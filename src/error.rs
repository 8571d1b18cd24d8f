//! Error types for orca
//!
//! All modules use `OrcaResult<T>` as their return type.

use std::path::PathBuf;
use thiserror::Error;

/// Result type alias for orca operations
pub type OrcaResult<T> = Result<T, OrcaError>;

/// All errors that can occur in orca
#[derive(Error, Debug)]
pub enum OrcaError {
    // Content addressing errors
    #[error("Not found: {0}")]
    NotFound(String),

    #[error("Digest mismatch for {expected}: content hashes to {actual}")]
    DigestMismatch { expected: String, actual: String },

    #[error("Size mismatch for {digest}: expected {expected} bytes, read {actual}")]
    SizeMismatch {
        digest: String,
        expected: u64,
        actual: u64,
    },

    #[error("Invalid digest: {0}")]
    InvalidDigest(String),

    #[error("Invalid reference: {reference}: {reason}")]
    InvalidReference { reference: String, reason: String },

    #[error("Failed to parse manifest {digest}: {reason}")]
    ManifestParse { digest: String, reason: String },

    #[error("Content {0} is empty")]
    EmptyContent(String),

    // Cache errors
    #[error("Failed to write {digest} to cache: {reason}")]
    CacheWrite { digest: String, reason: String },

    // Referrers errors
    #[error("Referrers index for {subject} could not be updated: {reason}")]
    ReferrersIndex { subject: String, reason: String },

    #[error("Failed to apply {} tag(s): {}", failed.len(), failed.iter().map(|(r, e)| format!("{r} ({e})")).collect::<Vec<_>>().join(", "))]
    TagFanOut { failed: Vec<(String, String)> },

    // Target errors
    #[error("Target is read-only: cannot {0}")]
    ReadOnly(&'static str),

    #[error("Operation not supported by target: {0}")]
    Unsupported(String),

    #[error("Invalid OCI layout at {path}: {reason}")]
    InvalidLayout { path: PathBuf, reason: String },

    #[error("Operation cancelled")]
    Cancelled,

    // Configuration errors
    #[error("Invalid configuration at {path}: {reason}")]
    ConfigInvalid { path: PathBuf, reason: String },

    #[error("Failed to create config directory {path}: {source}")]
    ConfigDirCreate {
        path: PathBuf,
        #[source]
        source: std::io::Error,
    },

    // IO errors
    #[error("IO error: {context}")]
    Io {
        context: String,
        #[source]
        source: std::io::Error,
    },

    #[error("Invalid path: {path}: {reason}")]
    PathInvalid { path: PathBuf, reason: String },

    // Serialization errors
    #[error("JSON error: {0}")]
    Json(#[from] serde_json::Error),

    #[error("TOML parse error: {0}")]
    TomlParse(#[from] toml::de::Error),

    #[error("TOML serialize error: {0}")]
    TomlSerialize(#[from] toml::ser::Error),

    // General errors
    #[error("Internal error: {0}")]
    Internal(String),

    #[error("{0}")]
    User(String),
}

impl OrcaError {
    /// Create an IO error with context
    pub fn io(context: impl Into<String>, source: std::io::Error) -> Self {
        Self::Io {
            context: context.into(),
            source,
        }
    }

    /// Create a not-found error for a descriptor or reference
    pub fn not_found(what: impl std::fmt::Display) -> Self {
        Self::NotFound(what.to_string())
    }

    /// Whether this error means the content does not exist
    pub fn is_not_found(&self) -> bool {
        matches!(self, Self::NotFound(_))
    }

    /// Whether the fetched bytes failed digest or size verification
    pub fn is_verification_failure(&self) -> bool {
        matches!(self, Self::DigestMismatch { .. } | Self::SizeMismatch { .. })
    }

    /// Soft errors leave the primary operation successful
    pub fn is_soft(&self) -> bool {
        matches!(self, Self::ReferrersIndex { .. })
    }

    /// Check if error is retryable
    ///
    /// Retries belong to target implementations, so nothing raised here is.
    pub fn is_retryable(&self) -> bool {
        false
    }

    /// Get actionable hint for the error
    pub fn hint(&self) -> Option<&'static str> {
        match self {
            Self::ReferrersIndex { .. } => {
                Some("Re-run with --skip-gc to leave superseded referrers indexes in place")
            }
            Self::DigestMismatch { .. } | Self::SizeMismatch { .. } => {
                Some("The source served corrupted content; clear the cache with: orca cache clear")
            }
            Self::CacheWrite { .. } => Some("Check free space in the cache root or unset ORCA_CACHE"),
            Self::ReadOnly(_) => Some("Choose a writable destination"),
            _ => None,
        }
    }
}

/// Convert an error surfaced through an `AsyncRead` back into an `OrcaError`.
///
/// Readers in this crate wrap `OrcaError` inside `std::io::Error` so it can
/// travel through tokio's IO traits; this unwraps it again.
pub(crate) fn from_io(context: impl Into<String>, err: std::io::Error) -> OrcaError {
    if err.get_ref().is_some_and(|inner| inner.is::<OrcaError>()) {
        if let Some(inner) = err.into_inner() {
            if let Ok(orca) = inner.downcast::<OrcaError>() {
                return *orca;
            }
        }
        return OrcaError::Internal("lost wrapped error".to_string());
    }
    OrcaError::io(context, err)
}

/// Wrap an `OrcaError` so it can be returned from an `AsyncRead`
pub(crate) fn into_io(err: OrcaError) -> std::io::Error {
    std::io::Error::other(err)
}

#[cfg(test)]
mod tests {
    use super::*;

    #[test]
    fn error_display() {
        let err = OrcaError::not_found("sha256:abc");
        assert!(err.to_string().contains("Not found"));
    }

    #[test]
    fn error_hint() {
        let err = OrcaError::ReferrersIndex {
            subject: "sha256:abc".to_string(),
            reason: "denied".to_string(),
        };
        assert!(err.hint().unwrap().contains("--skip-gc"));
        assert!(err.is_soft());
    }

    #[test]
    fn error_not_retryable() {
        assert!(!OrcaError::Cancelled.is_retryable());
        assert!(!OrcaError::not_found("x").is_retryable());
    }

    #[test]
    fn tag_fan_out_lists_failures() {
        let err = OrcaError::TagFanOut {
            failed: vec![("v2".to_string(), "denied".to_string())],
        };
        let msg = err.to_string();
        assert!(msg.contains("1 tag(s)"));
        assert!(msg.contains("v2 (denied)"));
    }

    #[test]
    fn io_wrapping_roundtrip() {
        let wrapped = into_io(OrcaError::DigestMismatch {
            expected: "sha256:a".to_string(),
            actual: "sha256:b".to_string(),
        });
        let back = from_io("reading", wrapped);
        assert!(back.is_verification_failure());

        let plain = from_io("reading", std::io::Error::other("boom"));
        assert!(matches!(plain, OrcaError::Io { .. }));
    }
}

========================

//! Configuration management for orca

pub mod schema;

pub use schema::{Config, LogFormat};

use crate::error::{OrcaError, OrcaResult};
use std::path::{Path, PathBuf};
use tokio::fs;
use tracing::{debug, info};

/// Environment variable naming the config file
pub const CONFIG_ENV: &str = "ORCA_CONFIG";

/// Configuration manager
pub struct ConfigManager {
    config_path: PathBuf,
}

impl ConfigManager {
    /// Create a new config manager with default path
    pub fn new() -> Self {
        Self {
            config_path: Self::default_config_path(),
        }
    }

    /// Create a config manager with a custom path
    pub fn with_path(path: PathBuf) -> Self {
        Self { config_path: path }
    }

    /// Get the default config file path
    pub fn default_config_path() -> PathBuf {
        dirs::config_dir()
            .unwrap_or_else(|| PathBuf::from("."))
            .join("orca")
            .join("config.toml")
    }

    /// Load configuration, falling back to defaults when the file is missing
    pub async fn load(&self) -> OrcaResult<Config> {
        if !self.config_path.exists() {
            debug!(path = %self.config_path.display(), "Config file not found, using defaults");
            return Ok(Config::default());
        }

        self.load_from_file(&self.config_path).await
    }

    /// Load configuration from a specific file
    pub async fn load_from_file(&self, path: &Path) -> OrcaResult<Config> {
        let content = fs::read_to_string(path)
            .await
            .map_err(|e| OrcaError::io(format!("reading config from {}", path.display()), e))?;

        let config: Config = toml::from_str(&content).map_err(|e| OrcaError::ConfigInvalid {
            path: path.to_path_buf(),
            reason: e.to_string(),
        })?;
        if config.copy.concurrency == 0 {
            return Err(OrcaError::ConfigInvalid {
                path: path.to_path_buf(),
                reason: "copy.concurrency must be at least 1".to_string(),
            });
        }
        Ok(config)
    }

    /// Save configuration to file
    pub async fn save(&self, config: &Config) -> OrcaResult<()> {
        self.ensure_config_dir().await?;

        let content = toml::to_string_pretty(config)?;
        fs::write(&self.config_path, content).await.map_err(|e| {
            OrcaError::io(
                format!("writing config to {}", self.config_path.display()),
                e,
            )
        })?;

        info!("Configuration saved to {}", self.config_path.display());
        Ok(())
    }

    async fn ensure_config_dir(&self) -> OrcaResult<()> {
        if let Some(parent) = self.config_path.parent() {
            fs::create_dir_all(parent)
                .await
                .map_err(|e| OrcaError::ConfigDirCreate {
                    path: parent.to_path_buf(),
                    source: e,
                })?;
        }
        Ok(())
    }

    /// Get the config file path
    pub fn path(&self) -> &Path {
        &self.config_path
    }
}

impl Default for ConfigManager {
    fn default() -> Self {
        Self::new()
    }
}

========================

→ WHAT THIS TASK INVOLVES
Where does the word "static" appear in the listing? List each line that holds it.

→ TASK ANSWER
    ReadOnly(&'static str),
    pub fn hint(&self) -> Option<&'static str> {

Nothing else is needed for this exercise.